As artists, we have thought much about the intimate complexity of telling as a mode of publishing and the ways in which telling is bound to the intimate machinations of the body. We think of the loops that brought us here (from England from archaeology from reading from memory). These circumnavigations continue to circulate now—often without warning.
Through The Rest of Us we inhabit memory as a process of recovery—a way of bringing-the-body-back-together-again. Crossing thresholds of privacy and public (and back again) has been critical to our conceptual, language-based practice for nearly two decades. We want to absorb and process complexity in order to illuminate tensions of body, transformation and resilience. By navigating our own experiences of illness and care, we focus our writing on how it feels to embody a language of intimacy and rest. Everything is possibility. Nothing is abandoned. No one left behind.
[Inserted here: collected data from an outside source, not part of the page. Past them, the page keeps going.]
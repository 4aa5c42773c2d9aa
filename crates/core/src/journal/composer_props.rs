//! Property-based tests for EntryComposer.
//!
//! - Base amount: the payload carries the larger of the two totals
//! - Rereading: the server-side reread recovers every line unchanged
//! - Status: strict lines compose to posted, relaxed lines to draft

use chrono::NaiveDate;
use proptest::prelude::*;
use rust_decimal::Decimal;
use storebooks_shared::types::{AccountId, CommitKey, CompanyId, UserId};

use super::collector::CollectedLine;
use super::composer::EntryComposer;
use super::types::{EntryHeader, EntryStatus};
use super::validation::{BalanceValidator, ValidationMode};
use crate::catalog::{Account, AccountCatalog, AccountType, ReferenceData};

/// Strategy to generate amounts from 0.01 to 10,000.00.
fn positive_amount() -> impl Strategy<Value = Decimal> {
    (1i64..1_000_000i64).prop_map(|cents| Decimal::new(cents, 2))
}

fn header() -> EntryHeader {
    EntryHeader {
        company_id: CompanyId::new(),
        store_id: None,
        entry_date: NaiveDate::from_ymd_opt(2026, 6, 30).unwrap(),
        description: "Generated".to_string(),
        created_by: UserId::new(),
    }
}

/// Builds mirrored debit/credit lines over a fresh catalog.
fn books(amounts: &[Decimal]) -> (AccountCatalog, Vec<CollectedLine>) {
    let mut accounts = Vec::new();
    let mut lines = Vec::new();
    let sides = amounts
        .iter()
        .map(|a| (*a, Decimal::ZERO))
        .chain(amounts.iter().map(|a| (Decimal::ZERO, *a)));

    for (position, (debit, credit)) in sides.enumerate() {
        let account = Account {
            id: AccountId::new(),
            name: format!("Account {position}"),
            account_type: AccountType::Asset,
            category_tag: None,
        };
        lines.push(CollectedLine {
            position,
            account_id: account.id,
            category: None,
            description: format!("Line {position}"),
            debit,
            credit,
            extension: None,
            origin: None,
            unresolved: None,
        });
        accounts.push(account);
    }

    (AccountCatalog::new(accounts), lines)
}

proptest! {
    #![proptest_config(ProptestConfig::with_cases(100))]

    #[test]
    fn prop_base_amount_is_larger_total(amounts in prop::collection::vec(positive_amount(), 1..6)) {
        let header = header();
        let (_, lines) = books(&amounts);
        let expected: Decimal = amounts.iter().copied().sum();

        let validated = BalanceValidator::default()
            .validate_for_commit(&header, lines, &ReferenceData::default(), ValidationMode::Strict)
            .unwrap();
        let payload = EntryComposer::compose(&header, validated, CommitKey::new());

        prop_assert_eq!(payload.base_amount, expected);
        prop_assert_eq!(payload.status, EntryStatus::Posted);
        prop_assert!(payload.lines.iter().all(|l| l.extension_count() == 0));
    }

    #[test]
    fn prop_reread_recovers_lines(amounts in prop::collection::vec(positive_amount(), 1..6)) {
        let header = header();
        let (catalog, lines) = books(&amounts);

        let validated = BalanceValidator::default()
            .validate_for_commit(&header, lines.clone(), &ReferenceData::default(), ValidationMode::Strict)
            .unwrap();
        let payload = EntryComposer::compose(&header, validated, CommitKey::new());
        let reread = payload.reread(&catalog).unwrap();

        prop_assert_eq!(reread, lines);
        prop_assert_eq!(payload.header(), header);
    }

    #[test]
    fn prop_relaxed_composes_draft(amount in positive_amount()) {
        let header = header();
        let (_, mut lines) = books(&[amount]);
        lines.truncate(1);

        let validated = BalanceValidator::default()
            .validate_for_commit(&header, lines, &ReferenceData::default(), ValidationMode::Relaxed)
            .unwrap();
        let payload = EntryComposer::compose(&header, validated, CommitKey::new());

        prop_assert_eq!(payload.status, EntryStatus::Draft);
        prop_assert_eq!(payload.base_amount, amount);
    }
}
//! `SeaORM` Entity for journal_entries table.

use sea_orm::entity::prelude::*;
use serde::{Deserialize, Serialize};

use super::sea_orm_active_enums::EntryStatus;

#[derive(Clone, Debug, PartialEq, DeriveEntityModel, Eq, Serialize, Deserialize)]
#[sea_orm(table_name = "journal_entries")]
pub struct Model {
    #[sea_orm(primary_key, auto_increment = false)]
    pub id: Uuid,
    pub company_id: Uuid,
    pub store_id: Option<Uuid>,
    pub entry_date: Date,
    #[sea_orm(column_type = "Text")]
    pub description: String,
    pub counterparty_id: Option<Uuid>,
    pub cash_location_id: Option<Uuid>,
    pub counterparty_cash_location_id: Option<Uuid>,
    #[sea_orm(column_type = "Decimal(Some((19, 4)))")]
    pub base_amount: Decimal,
    pub status: EntryStatus,
    #[sea_orm(unique)]
    pub idempotency_key: Uuid,
    pub created_by: Uuid,
    pub created_at: DateTimeWithTimeZone,
    pub updated_at: DateTimeWithTimeZone,
}

#[derive(Copy, Clone, Debug, EnumIter, DeriveRelation)]
pub enum Relation {
    #[sea_orm(
        belongs_to = "super::companies::Entity",
        from = "Column::CompanyId",
        to = "super::companies::Column::Id"
    )]
    Companies,
    #[sea_orm(has_many = "super::journal_lines::Entity")]
    JournalLines,
}

impl Related<super::companies::Entity> for Entity {
    fn to() -> RelationDef {
        Relation::Companies.def()
    }
}

impl Related<super::journal_lines::Entity> for Entity {
    fn to() -> RelationDef {
        Relation::JournalLines.def()
    }
}

impl ActiveModelBehavior for ActiveModel {}
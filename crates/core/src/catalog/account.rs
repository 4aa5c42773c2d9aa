//! Chart of accounts as seen by the journal editor.

use std::collections::HashMap;

use serde::{Deserialize, Serialize};
use storebooks_shared::types::AccountId;

/// Fundamental account classification.
#[derive(Debug, Clone, Copy, PartialEq, Eq, Hash, Serialize, Deserialize)]
#[serde(rename_all = "lowercase")]
pub enum AccountType {
    /// Asset account.
    Asset,
    /// Liability account.
    Liability,
    /// Equity account.
    Equity,
    /// Income account.
    Income,
    /// Expense account.
    Expense,
}

/// Category tag deciding which extension a journal line may carry.
#[derive(Debug, Clone, Copy, PartialEq, Eq, Hash, Serialize, Deserialize)]
#[serde(rename_all = "camelCase")]
pub enum CategoryTag {
    /// Cash-like account; lines need a cash location.
    Cash,
    /// Accounts payable.
    Payable,
    /// Accounts receivable.
    Receivable,
    /// Fixed asset; lines may carry acquisition terms.
    FixedAsset,
}

impl CategoryTag {
    /// Returns true for receivable and payable tags.
    #[must_use]
    pub fn is_debt(self) -> bool {
        matches!(self, Self::Payable | Self::Receivable)
    }
}

/// A single account from the catalog.
#[derive(Debug, Clone, PartialEq, Eq, Serialize, Deserialize)]
pub struct Account {
    /// Account ID.
    pub id: AccountId,
    /// Display name.
    pub name: String,
    /// Account type.
    #[serde(rename = "type")]
    pub account_type: AccountType,
    /// Optional category tag.
    pub category_tag: Option<CategoryTag>,
}

/// Read-only registry of accounts for one company.
#[derive(Debug, Clone, Default)]
pub struct AccountCatalog {
    accounts: Vec<Account>,
    index: HashMap<AccountId, usize>,
}

impl AccountCatalog {
    /// Builds a catalog, keeping the listing order.
    ///
    /// If the same ID appears twice the later record wins.
    #[must_use]
    pub fn new(accounts: Vec<Account>) -> Self {
        let mut index = HashMap::with_capacity(accounts.len());
        for (position, account) in accounts.iter().enumerate() {
            index.insert(account.id, position);
        }
        Self { accounts, index }
    }

    /// Looks up an account by ID.
    #[must_use]
    pub fn get(&self, id: AccountId) -> Option<&Account> {
        self.index.get(&id).map(|&position| &self.accounts[position])
    }

    /// Iterates accounts in listing order.
    pub fn iter(&self) -> impl Iterator<Item = &Account> {
        self.accounts.iter()
    }

    /// Iterates accounts carrying the given tag.
    pub fn by_category(&self, tag: CategoryTag) -> impl Iterator<Item = &Account> {
        self.accounts
            .iter()
            .filter(move |a| a.category_tag == Some(tag))
    }

    /// Number of accounts.
    #[must_use]
    pub fn len(&self) -> usize {
        self.accounts.len()
    }

    /// Returns true if the catalog has no accounts.
    #[must_use]
    pub fn is_empty(&self) -> bool {
        self.accounts.is_empty()
    }
}
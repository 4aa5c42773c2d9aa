//! HTTP client for an editor running away from the database.
//!
//! [`RemoteGateway`] implements the commit, reconciliation and lookup seams
//! of `storebooks-core` against the Storebooks API. Requests are never
//! retried; a transport failure surfaces for the user to retry manually.

mod remote;

pub use remote::{ClientError, RemoteGateway};
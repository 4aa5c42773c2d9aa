//! `SeaORM` Entity for journal_lines table.

use sea_orm::entity::prelude::*;
use serde::{Deserialize, Serialize};

#[derive(Clone, Debug, PartialEq, DeriveEntityModel, Eq, Serialize, Deserialize)]
#[sea_orm(table_name = "journal_lines")]
pub struct Model {
    #[sea_orm(primary_key, auto_increment = false)]
    pub id: Uuid,
    pub journal_entry_id: Uuid,
    pub line_no: i32,
    pub account_id: Uuid,
    #[sea_orm(column_type = "Text")]
    pub description: String,
    #[sea_orm(column_type = "Decimal(Some((19, 4)))")]
    pub debit: Decimal,
    #[sea_orm(column_type = "Decimal(Some((19, 4)))")]
    pub credit: Decimal,
    pub created_at: DateTimeWithTimeZone,
}

#[derive(Copy, Clone, Debug, EnumIter, DeriveRelation)]
pub enum Relation {
    #[sea_orm(
        belongs_to = "super::journal_entries::Entity",
        from = "Column::JournalEntryId",
        to = "super::journal_entries::Column::Id",
        on_delete = "Cascade"
    )]
    JournalEntries,
    #[sea_orm(
        belongs_to = "super::accounts::Entity",
        from = "Column::AccountId",
        to = "super::accounts::Column::Id"
    )]
    Accounts,
    #[sea_orm(has_one = "super::journal_line_cash::Entity")]
    JournalLineCash,
    #[sea_orm(has_one = "super::journal_line_debts::Entity")]
    JournalLineDebts,
    #[sea_orm(has_one = "super::journal_line_fixed_assets::Entity")]
    JournalLineFixedAssets,
}

impl Related<super::journal_entries::Entity> for Entity {
    fn to() -> RelationDef {
        Relation::JournalEntries.def()
    }
}

impl Related<super::accounts::Entity> for Entity {
    fn to() -> RelationDef {
        Relation::Accounts.def()
    }
}

impl Related<super::journal_line_cash::Entity> for Entity {
    fn to() -> RelationDef {
        Relation::JournalLineCash.def()
    }
}

impl Related<super::journal_line_debts::Entity> for Entity {
    fn to() -> RelationDef {
        Relation::JournalLineDebts.def()
    }
}

impl Related<super::journal_line_fixed_assets::Entity> for Entity {
    fn to() -> RelationDef {
        Relation::JournalLineFixedAssets.def()
    }
}

impl ActiveModelBehavior for ActiveModel {}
Our process of book design pays tribute to the craft of bookbinding, in particular the gathering of loose-leaf folios and printed serials. At the top of every page we place a “catchphrase”—a historical device that enables the reader to trace a flow of text from one page to the next. Put simply, the last line of the previous page becomes the header of the following. This device affords the reader a deep and active relationship with what came before and that which follows. As the pages of this unbound chronicle are slowly acquired, every page and every reader becomes intrinsically connected to the next.

A Published Event, The Rest of Us #68, #109 and #222, 2025, merino wool, 185cm x 150cm, photo: Justy Phillips. Courtesy Naomi Milgrom Foundation.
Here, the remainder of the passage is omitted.